** Task statement **
Reproduce the following entries verbatim, each one complete.

** The records **
--*--

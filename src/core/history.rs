//! Guide session transition history.
//!
//! Keeps the most recent transitions of both axes for diagnostics. The log is
//! bounded so it can live for the lifetime of the controller.

use super::action::{Axis, GuideAction};
use super::tick::Tick;
use serde::{Deserialize, Serialize};
use std::collections::VecDeque;

/// Default number of transitions retained.
pub const DEFAULT_HISTORY_CAPACITY: usize = 32;

/// What caused a session transition.
#[derive(Clone, Copy, PartialEq, Eq, Debug, Serialize, Deserialize)]
pub enum TransitionCause {
    Start,
    Stop,
    Timeout,
    /// Actuator confirmed the slew has stopped
    BrakeComplete,
}

/// Record of a single session transition.
#[derive(Clone, Copy, PartialEq, Debug, Serialize, Deserialize)]
pub struct GuideTransition {
    pub axis: Axis,
    pub from: GuideAction,
    pub to: GuideAction,
    pub at: Tick,
    pub cause: TransitionCause,
}

/// Ordered, bounded history of session transitions.
///
/// # Example
///
/// ```rust
/// use mount_guide::core::{Axis, GuideAction, GuideHistory, GuideTransition, Tick, TransitionCause};
///
/// let mut history = GuideHistory::with_capacity(2);
/// history.record(GuideTransition {
///     axis: Axis::Axis1,
///     from: GuideAction::None,
///     to: GuideAction::Forward,
///     at: Tick(10),
///     cause: TransitionCause::Start,
/// });
///
/// assert_eq!(history.path(Axis::Axis1), vec![GuideAction::None, GuideAction::Forward]);
/// ```
#[derive(Clone, Debug, Serialize, Deserialize)]
pub struct GuideHistory {
    capacity: usize,
    transitions: VecDeque<GuideTransition>,
}

impl Default for GuideHistory {
    fn default() -> Self {
        Self::with_capacity(DEFAULT_HISTORY_CAPACITY)
    }
}

impl GuideHistory {
    pub fn with_capacity(capacity: usize) -> Self {
        Self {
            capacity: capacity.max(1),
            transitions: VecDeque::with_capacity(capacity.max(1)),
        }
    }

    /// Append a transition, dropping the oldest once full.
    pub fn record(&mut self, transition: GuideTransition) {
        if self.transitions.len() == self.capacity {
            self.transitions.pop_front();
        }
        self.transitions.push_back(transition);
    }

    /// Actions an axis passed through, oldest first.
    ///
    /// Starts with the `from` action of the axis' first retained transition.
    pub fn path(&self, axis: Axis) -> Vec<GuideAction> {
        let mut path = Vec::new();
        let mut entries = self.for_axis(axis);
        if let Some(first) = entries.next() {
            path.push(first.from);
            path.push(first.to);
        }
        path.extend(entries.map(|t| t.to));
        path
    }

    pub fn for_axis(&self, axis: Axis) -> impl Iterator<Item = &GuideTransition> {
        self.transitions.iter().filter(move |t| t.axis == axis)
    }

    pub fn last(&self) -> Option<&GuideTransition> {
        self.transitions.back()
    }

    pub fn transitions(&self) -> impl Iterator<Item = &GuideTransition> {
        self.transitions.iter()
    }

    pub fn len(&self) -> usize {
        self.transitions.len()
    }

    pub fn is_empty(&self) -> bool {
        self.transitions.is_empty()
    }
}

#[cfg(test)]
mod tests {
    use super::*;

    fn transition(axis: Axis, from: GuideAction, to: GuideAction, at: u32) -> GuideTransition {
        GuideTransition {
            axis,
            from,
            to,
            at: Tick(at),
            cause: TransitionCause::Start,
        }
    }

    #[test]
    fn new_history_is_empty() {
        let history = GuideHistory::default();
        assert!(history.is_empty());
        assert!(history.path(Axis::Axis1).is_empty());
        assert!(history.last().is_none());
    }

    #[test]
    fn path_is_tracked_per_axis() {
        let mut history = GuideHistory::default();
        history.record(transition(Axis::Axis1, GuideAction::None, GuideAction::Forward, 1));
        history.record(transition(Axis::Axis2, GuideAction::None, GuideAction::Reverse, 2));
        history.record(transition(Axis::Axis1, GuideAction::Forward, GuideAction::Break, 3));
        history.record(transition(Axis::Axis1, GuideAction::Break, GuideAction::None, 4));

        assert_eq!(
            history.path(Axis::Axis1),
            vec![
                GuideAction::None,
                GuideAction::Forward,
                GuideAction::Break,
                GuideAction::None
            ]
        );
        assert_eq!(
            history.path(Axis::Axis2),
            vec![GuideAction::None, GuideAction::Reverse]
        );
    }

    #[test]
    fn oldest_entries_are_dropped_at_capacity() {
        let mut history = GuideHistory::with_capacity(2);
        for at in 0..5 {
            history.record(transition(Axis::Axis1, GuideAction::None, GuideAction::Forward, at));
        }

        assert_eq!(history.len(), 2);
        let ticks: Vec<u32> = history.transitions().map(|t| t.at.as_millis()).collect();
        assert_eq!(ticks, vec![3, 4]);
    }

    #[test]
    fn history_serializes_correctly() {
        let mut history = GuideHistory::default();
        history.record(transition(Axis::Axis2, GuideAction::None, GuideAction::Forward, 7));

        let json = serde_json::to_string(&history).unwrap();
        let deserialized: GuideHistory = serde_json::from_str(&json).unwrap();

        assert_eq!(deserialized.len(), 1);
        assert_eq!(deserialized.last(), history.last());
    }
}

--*--

** Answer below **
filename src/core/history.rs
//! Guide session transition history.
//!
//! Keeps the most recent transitions of both axes for diagnostics. The log is
//! bounded so it can live for the lifetime of the controller.

use super::action::{Axis, GuideAction};
use super::tick::Tick;
use serde::{Deserialize, Serialize};
use std::collections::VecDeque;

/// Default number of transitions retained.
pub const DEFAULT_HISTORY_CAPACITY: usize = 32;

/// What caused a session transition.
#[derive(Clone, Copy, PartialEq, Eq, Debug, Serialize, Deserialize)]
pub enum TransitionCause {
    Start,
    Stop,
    Timeout,
    /// Actuator confirmed the slew has stopped
    BrakeComplete,
}

/// Record of a single session transition.
#[derive(Clone, Copy, PartialEq, Debug, Serialize, Deserialize)]
pub struct GuideTransition {
    pub axis: Axis,
    pub from: GuideAction,
    pub to: GuideAction,
    pub at: Tick,
    pub cause: TransitionCause,
}

/// Ordered, bounded history of session transitions.
///
/// # Example
///
/// ```rust
/// use mount_guide::core::{Axis, GuideAction, GuideHistory, GuideTransition, Tick, TransitionCause};
///
/// let mut history = GuideHistory::with_capacity(2);
/// history.record(GuideTransition {
///     axis: Axis::Axis1,
///     from: GuideAction::None,
///     to: GuideAction::Forward,
///     at: Tick(10),
///     cause: TransitionCause::Start,
/// });
///
/// assert_eq!(history.path(Axis::Axis1), vec![GuideAction::None, GuideAction::Forward]);
/// ```
#[derive(Clone, Debug, Serialize, Deserialize)]
pub struct GuideHistory {
    capacity: usize,
    transitions: VecDeque<GuideTransition>,
}

impl Default for GuideHistory {
    fn default() -> Self {
        Self::with_capacity(DEFAULT_HISTORY_CAPACITY)
    }
}

impl GuideHistory {
    pub fn with_capacity(capacity: usize) -> Self {
        Self {
            capacity: capacity.max(1),
            transitions: VecDeque::with_capacity(capacity.max(1)),
        }
    }

    /// Append a transition, dropping the oldest once full.
    pub fn record(&mut self, transition: GuideTransition) {
        if self.transitions.len() == self.capacity {
            self.transitions.pop_front();
        }
        self.transitions.push_back(transition);
    }

    /// Actions an axis passed through, oldest first.
    ///
    /// Starts with the `from` action of the axis' first retained transition.
    pub fn path(&self, axis: Axis) -> Vec<GuideAction> {
        let mut path = Vec::new();
        let mut entries = self.for_axis(axis);
        if let Some(first) = entries.next() {
            path.push(first.from);
            path.push(first.to);
        }
        path.extend(entries.map(|t| t.to));
        path
    }

    pub fn for_axis(&self, axis: Axis) -> impl Iterator<Item = &GuideTransition> {
        self.transitions.iter().filter(move |t| t.axis == axis)
    }

    pub fn last(&self) -> Option<&GuideTransition> {
        self.transitions.back()
    }

    pub fn transitions(&self) -> impl Iterator<Item = &GuideTransition> {
        self.transitions.iter()
    }

    pub fn len(&self) -> usize {
        self.transitions.len()
    }

    pub fn is_empty(&self) -> bool {
        self.transitions.is_empty()
    }
}

#[cfg(test)]
mod tests {
    use super::*;

    fn transition(axis: Axis, from: GuideAction, to: GuideAction, at: u32) -> GuideTransition {
        GuideTransition {
            axis,
            from,
            to,
            at: Tick(at),
            cause: TransitionCause::Start,
        }
    }

    #[test]
    fn new_history_is_empty() {
        let history = GuideHistory::default();
        assert!(history.is_empty());
        assert!(history.path(Axis::Axis1).is_empty());
        assert!(history.last().is_none());
    }

    #[test]
    fn path_is_tracked_per_axis() {
        let mut history = GuideHistory::default();
        history.record(transition(Axis::Axis1, GuideAction::None, GuideAction::Forward, 1));
        history.record(transition(Axis::Axis2, GuideAction::None, GuideAction::Reverse, 2));
        history.record(transition(Axis::Axis1, GuideAction::Forward, GuideAction::Break, 3));
        history.record(transition(Axis::Axis1, GuideAction::Break, GuideAction::None, 4));

        assert_eq!(
            history.path(Axis::Axis1),
            vec![
                GuideAction::None,
                GuideAction::Forward,
                GuideAction::Break,
                GuideAction::None
            ]
        );
        assert_eq!(
            history.path(Axis::Axis2),
            vec![GuideAction::None, GuideAction::Reverse]
        );
    }

    #[test]
    fn oldest_entries_are_dropped_at_capacity() {
        let mut history = GuideHistory::with_capacity(2);
        for at in 0..5 {
            history.record(transition(Axis::Axis1, GuideAction::None, GuideAction::Forward, at));
        }

        assert_eq!(history.len(), 2);
        let ticks: Vec<u32> = history.transitions().map(|t| t.at.as_millis()).collect();
        assert_eq!(ticks, vec![3, 4]);
    }

    #[test]
    fn history_serializes_correctly() {
        let mut history = GuideHistory::default();
        history.record(transition(Axis::Axis2, GuideAction::None, GuideAction::Forward, 7));

        let json = serde_json::to_string(&history).unwrap();
        let deserialized: GuideHistory = serde_json::from_str(&json).unwrap();

        assert_eq!(deserialized.len(), 1);
        assert_eq!(deserialized.last(), history.last());
    }
}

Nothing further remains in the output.